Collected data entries
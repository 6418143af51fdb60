//! Integration tests for the buffer pool manager

use std::sync::Arc;
use std::thread;

use strata::buffer::BufferPoolManager;
use strata::common::{PageId, StrataError, PAGE_SIZE};
use strata::storage::disk::DiskManager;
use tempfile::NamedTempFile;

fn create_bpm(pool_size: usize) -> (BufferPoolManager, NamedTempFile) {
    let temp_file = NamedTempFile::new().unwrap();
    let dm = Arc::new(DiskManager::new(temp_file.path()).unwrap());
    let bpm = BufferPoolManager::new(pool_size, dm);
    (bpm, temp_file)
}

#[test]
fn test_buffer_pool_basic_read_write() {
    let (bpm, _temp) = create_bpm(10);

    let frame = bpm.new_page().unwrap();
    let page_id = frame.page_id();
    // Page 0 is the header page, data pages start at 1
    assert_eq!(page_id, PageId::new(1));

    frame.write_data()[0] = 0xDE;
    frame.write_data()[1] = 0xAD;
    assert!(bpm.unpin_page(page_id, true));

    let frame = bpm.fetch_page(page_id).unwrap();
    assert_eq!(frame.read_data()[0], 0xDE);
    assert_eq!(frame.read_data()[1], 0xAD);
    assert!(bpm.unpin_page(page_id, false));
}

#[test]
fn test_buffer_pool_pin_semantics() {
    let (bpm, _temp) = create_bpm(10);

    let frame = bpm.new_page().unwrap();
    let page_id = frame.page_id();
    assert_eq!(bpm.get_pin_count(page_id), Some(1));

    let _again = bpm.fetch_page(page_id).unwrap();
    assert_eq!(bpm.get_pin_count(page_id), Some(2));

    assert!(bpm.unpin_page(page_id, false));
    assert!(bpm.unpin_page(page_id, false));
    assert_eq!(bpm.get_pin_count(page_id), Some(0));

    // A third unpin has nothing left to release
    assert!(!bpm.unpin_page(page_id, false));
}

#[test]
fn test_buffer_pool_dirty_flag_is_sticky() {
    let (bpm, _temp) = create_bpm(10);

    let frame = bpm.new_page().unwrap();
    let page_id = frame.page_id();
    frame.write_data()[0] = 1;
    assert!(bpm.unpin_page(page_id, true));

    // A later clean unpin must not wash out the dirty flag
    let frame = bpm.fetch_page(page_id).unwrap();
    assert!(bpm.unpin_page(page_id, false));
    assert!(frame.is_dirty());
}

#[test]
fn test_buffer_pool_eviction_writes_back_dirty_pages() {
    let (bpm, _temp) = create_bpm(3);

    let mut page_ids = Vec::new();
    for i in 0..3u8 {
        let frame = bpm.new_page().unwrap();
        frame.write_data()[0] = i + 1;
        page_ids.push(frame.page_id());
        bpm.unpin_page(frame.page_id(), true);
    }
    assert_eq!(bpm.free_frame_count(), 0);

    // Cycle three more pages through the pool, evicting the first three
    for _ in 0..3 {
        let frame = bpm.new_page().unwrap();
        bpm.unpin_page(frame.page_id(), false);
    }

    // The evicted pages must have been written back
    for (i, &page_id) in page_ids.iter().enumerate() {
        let frame = bpm.fetch_page(page_id).unwrap();
        assert_eq!(frame.read_data()[0], i as u8 + 1);
        bpm.unpin_page(page_id, false);
    }
}

#[test]
fn test_buffer_pool_exhaustion_and_recovery() {
    let (bpm, _temp) = create_bpm(3);

    let frames: Vec<_> = (0..3).map(|_| bpm.new_page().unwrap()).collect();
    assert!(matches!(bpm.new_page(), Err(StrataError::PoolExhausted)));

    bpm.unpin_page(frames[1].page_id(), false);
    let frame = bpm.new_page().unwrap();
    assert!(bpm.unpin_page(frame.page_id(), false));

    for f in [&frames[0], &frames[2]] {
        bpm.unpin_page(f.page_id(), false);
    }
}

#[test]
fn test_buffer_pool_flush_page_persists() {
    let (bpm, temp) = create_bpm(10);

    let frame = bpm.new_page().unwrap();
    let page_id = frame.page_id();
    frame.write_data()[100] = 0x5A;
    bpm.unpin_page(page_id, true);

    assert!(bpm.flush_page(page_id).unwrap());
    assert!(!bpm.flush_page(PageId::new(404)).unwrap());

    drop(bpm);

    let dm = Arc::new(DiskManager::new(temp.path()).unwrap());
    let mut data = [0u8; PAGE_SIZE];
    dm.read_page(page_id, &mut data).unwrap();
    assert_eq!(data[100], 0x5A);
}

#[test]
fn test_buffer_pool_flush_all_pages() {
    let (bpm, temp) = create_bpm(10);

    let mut page_ids = Vec::new();
    for i in 0..5u8 {
        let frame = bpm.new_page().unwrap();
        frame.write_data()[0] = i + 10;
        page_ids.push(frame.page_id());
        bpm.unpin_page(frame.page_id(), true);
    }

    bpm.flush_all_pages().unwrap();
    drop(bpm);

    let dm = Arc::new(DiskManager::new(temp.path()).unwrap());
    for (i, &page_id) in page_ids.iter().enumerate() {
        let mut data = [0u8; PAGE_SIZE];
        dm.read_page(page_id, &mut data).unwrap();
        assert_eq!(data[0], i as u8 + 10);
    }
}

#[test]
fn test_buffer_pool_delete_page() {
    let (bpm, _temp) = create_bpm(10);

    let frame = bpm.new_page().unwrap();
    let page_id = frame.page_id();

    // Pinned pages cannot be deleted
    assert!(!bpm.delete_page(page_id).unwrap());
    bpm.unpin_page(page_id, false);

    assert!(bpm.delete_page(page_id).unwrap());
    assert_eq!(bpm.get_pin_count(page_id), None);
    assert_eq!(bpm.free_frame_count(), 10);

    // Deleting a page that is not resident reports success
    assert!(bpm.delete_page(PageId::new(77)).unwrap());

    // The deallocated page id is recycled by the next allocation
    let frame = bpm.new_page().unwrap();
    assert_eq!(frame.page_id(), page_id);
    bpm.unpin_page(frame.page_id(), false);
}

#[test]
fn test_buffer_pool_frame_partition_invariant() {
    let (bpm, _temp) = create_bpm(5);

    let frames: Vec<_> = (0..3).map(|_| bpm.new_page().unwrap()).collect();
    // 3 pinned, 2 free, 0 evictable
    assert_eq!(bpm.free_frame_count(), 2);
    assert_eq!(bpm.evictable_frame_count(), 0);

    bpm.unpin_page(frames[0].page_id(), false);
    assert_eq!(bpm.free_frame_count(), 2);
    assert_eq!(bpm.evictable_frame_count(), 1);

    for f in &frames[1..] {
        bpm.unpin_page(f.page_id(), false);
    }
    assert_eq!(
        bpm.free_frame_count() + bpm.evictable_frame_count(),
        bpm.pool_size()
    );
}

#[test]
fn test_buffer_pool_concurrent_access() {
    let temp_file = NamedTempFile::new().unwrap();
    let dm = Arc::new(DiskManager::new(temp_file.path()).unwrap());
    let bpm = Arc::new(BufferPoolManager::new(20, dm));

    let mut handles = Vec::new();
    for _ in 0..4 {
        let bpm = Arc::clone(&bpm);
        handles.push(thread::spawn(move || {
            let mut page_ids = Vec::new();
            for _ in 0..10 {
                let frame = bpm.new_page().unwrap();
                let page_id = frame.page_id();
                let tag = (page_id.as_i32() % 251) as u8;
                frame.write_data()[0] = tag;
                bpm.unpin_page(page_id, true);
                page_ids.push(page_id);
            }
            for page_id in page_ids {
                let frame = bpm.fetch_page(page_id).unwrap();
                assert_eq!(frame.read_data()[0], (page_id.as_i32() % 251) as u8);
                bpm.unpin_page(page_id, false);
            }
        }));
    }
    for handle in handles {
        handle.join().unwrap();
    }

    assert_eq!(
        bpm.free_frame_count() + bpm.evictable_frame_count(),
        bpm.pool_size()
    );
}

> **WHAT THIS TASK INVOLVES**
Each entry above is to be set down again in exactly the same words.

> **SOLUTION**
repository 6418143af51fdb60
//! Integration tests for the buffer pool manager

use std::sync::Arc;
use std::thread;

use strata::buffer::BufferPoolManager;
use strata::common::{PageId, StrataError, PAGE_SIZE};
use strata::storage::disk::DiskManager;
use tempfile::NamedTempFile;

fn create_bpm(pool_size: usize) -> (BufferPoolManager, NamedTempFile) {
    let temp_file = NamedTempFile::new().unwrap();
    let dm = Arc::new(DiskManager::new(temp_file.path()).unwrap());
    let bpm = BufferPoolManager::new(pool_size, dm);
    (bpm, temp_file)
}

#[test]
fn test_buffer_pool_basic_read_write() {
    let (bpm, _temp) = create_bpm(10);

    let frame = bpm.new_page().unwrap();
    let page_id = frame.page_id();
    // Page 0 is the header page, data pages start at 1
    assert_eq!(page_id, PageId::new(1));

    frame.write_data()[0] = 0xDE;
    frame.write_data()[1] = 0xAD;
    assert!(bpm.unpin_page(page_id, true));

    let frame = bpm.fetch_page(page_id).unwrap();
    assert_eq!(frame.read_data()[0], 0xDE);
    assert_eq!(frame.read_data()[1], 0xAD);
    assert!(bpm.unpin_page(page_id, false));
}

#[test]
fn test_buffer_pool_pin_semantics() {
    let (bpm, _temp) = create_bpm(10);

    let frame = bpm.new_page().unwrap();
    let page_id = frame.page_id();
    assert_eq!(bpm.get_pin_count(page_id), Some(1));

    let _again = bpm.fetch_page(page_id).unwrap();
    assert_eq!(bpm.get_pin_count(page_id), Some(2));

    assert!(bpm.unpin_page(page_id, false));
    assert!(bpm.unpin_page(page_id, false));
    assert_eq!(bpm.get_pin_count(page_id), Some(0));

    // A third unpin has nothing left to release
    assert!(!bpm.unpin_page(page_id, false));
}

#[test]
fn test_buffer_pool_dirty_flag_is_sticky() {
    let (bpm, _temp) = create_bpm(10);

    let frame = bpm.new_page().unwrap();
    let page_id = frame.page_id();
    frame.write_data()[0] = 1;
    assert!(bpm.unpin_page(page_id, true));

    // A later clean unpin must not wash out the dirty flag
    let frame = bpm.fetch_page(page_id).unwrap();
    assert!(bpm.unpin_page(page_id, false));
    assert!(frame.is_dirty());
}

#[test]
fn test_buffer_pool_eviction_writes_back_dirty_pages() {
    let (bpm, _temp) = create_bpm(3);

    let mut page_ids = Vec::new();
    for i in 0..3u8 {
        let frame = bpm.new_page().unwrap();
        frame.write_data()[0] = i + 1;
        page_ids.push(frame.page_id());
        bpm.unpin_page(frame.page_id(), true);
    }
    assert_eq!(bpm.free_frame_count(), 0);

    // Cycle three more pages through the pool, evicting the first three
    for _ in 0..3 {
        let frame = bpm.new_page().unwrap();
        bpm.unpin_page(frame.page_id(), false);
    }

    // The evicted pages must have been written back
    for (i, &page_id) in page_ids.iter().enumerate() {
        let frame = bpm.fetch_page(page_id).unwrap();
        assert_eq!(frame.read_data()[0], i as u8 + 1);
        bpm.unpin_page(page_id, false);
    }
}

#[test]
fn test_buffer_pool_exhaustion_and_recovery() {
    let (bpm, _temp) = create_bpm(3);

    let frames: Vec<_> = (0..3).map(|_| bpm.new_page().unwrap()).collect();
    assert!(matches!(bpm.new_page(), Err(StrataError::PoolExhausted)));

    bpm.unpin_page(frames[1].page_id(), false);
    let frame = bpm.new_page().unwrap();
    assert!(bpm.unpin_page(frame.page_id(), false));

    for f in [&frames[0], &frames[2]] {
        bpm.unpin_page(f.page_id(), false);
    }
}

#[test]
fn test_buffer_pool_flush_page_persists() {
    let (bpm, temp) = create_bpm(10);

    let frame = bpm.new_page().unwrap();
    let page_id = frame.page_id();
    frame.write_data()[100] = 0x5A;
    bpm.unpin_page(page_id, true);

    assert!(bpm.flush_page(page_id).unwrap());
    assert!(!bpm.flush_page(PageId::new(404)).unwrap());

    drop(bpm);

    let dm = Arc::new(DiskManager::new(temp.path()).unwrap());
    let mut data = [0u8; PAGE_SIZE];
    dm.read_page(page_id, &mut data).unwrap();
    assert_eq!(data[100], 0x5A);
}

#[test]
fn test_buffer_pool_flush_all_pages() {
    let (bpm, temp) = create_bpm(10);

    let mut page_ids = Vec::new();
    for i in 0..5u8 {
        let frame = bpm.new_page().unwrap();
        frame.write_data()[0] = i + 10;
        page_ids.push(frame.page_id());
        bpm.unpin_page(frame.page_id(), true);
    }

    bpm.flush_all_pages().unwrap();
    drop(bpm);

    let dm = Arc::new(DiskManager::new(temp.path()).unwrap());
    for (i, &page_id) in page_ids.iter().enumerate() {
        let mut data = [0u8; PAGE_SIZE];
        dm.read_page(page_id, &mut data).unwrap();
        assert_eq!(data[0], i as u8 + 10);
    }
}

#[test]
fn test_buffer_pool_delete_page() {
    let (bpm, _temp) = create_bpm(10);

    let frame = bpm.new_page().unwrap();
    let page_id = frame.page_id();

    // Pinned pages cannot be deleted
    assert!(!bpm.delete_page(page_id).unwrap());
    bpm.unpin_page(page_id, false);

    assert!(bpm.delete_page(page_id).unwrap());
    assert_eq!(bpm.get_pin_count(page_id), None);
    assert_eq!(bpm.free_frame_count(), 10);

    // Deleting a page that is not resident reports success
    assert!(bpm.delete_page(PageId::new(77)).unwrap());

    // The deallocated page id is recycled by the next allocation
    let frame = bpm.new_page().unwrap();
    assert_eq!(frame.page_id(), page_id);
    bpm.unpin_page(frame.page_id(), false);
}

#[test]
fn test_buffer_pool_frame_partition_invariant() {
    let (bpm, _temp) = create_bpm(5);

    let frames: Vec<_> = (0..3).map(|_| bpm.new_page().unwrap()).collect();
    // 3 pinned, 2 free, 0 evictable
    assert_eq!(bpm.free_frame_count(), 2);
    assert_eq!(bpm.evictable_frame_count(), 0);

    bpm.unpin_page(frames[0].page_id(), false);
    assert_eq!(bpm.free_frame_count(), 2);
    assert_eq!(bpm.evictable_frame_count(), 1);

    for f in &frames[1..] {
        bpm.unpin_page(f.page_id(), false);
    }
    assert_eq!(
        bpm.free_frame_count() + bpm.evictable_frame_count(),
        bpm.pool_size()
    );
}

#[test]
fn test_buffer_pool_concurrent_access() {
    let temp_file = NamedTempFile::new().unwrap();
    let dm = Arc::new(DiskManager::new(temp_file.path()).unwrap());
    let bpm = Arc::new(BufferPoolManager::new(20, dm));

    let mut handles = Vec::new();
    for _ in 0..4 {
        let bpm = Arc::clone(&bpm);
        handles.push(thread::spawn(move || {
            let mut page_ids = Vec::new();
            for _ in 0..10 {
                let frame = bpm.new_page().unwrap();
                let page_id = frame.page_id();
                let tag = (page_id.as_i32() % 251) as u8;
                frame.write_data()[0] = tag;
                bpm.unpin_page(page_id, true);
                page_ids.push(page_id);
            }
            for page_id in page_ids {
                let frame = bpm.fetch_page(page_id).unwrap();
                assert_eq!(frame.read_data()[0], (page_id.as_i32() % 251) as u8);
                bpm.unpin_page(page_id, false);
            }
        }));
    }
    for handle in handles {
        handle.join().unwrap();
    }

    assert_eq!(
        bpm.free_frame_count() + bpm.evictable_frame_count(),
        bpm.pool_size()
    );
}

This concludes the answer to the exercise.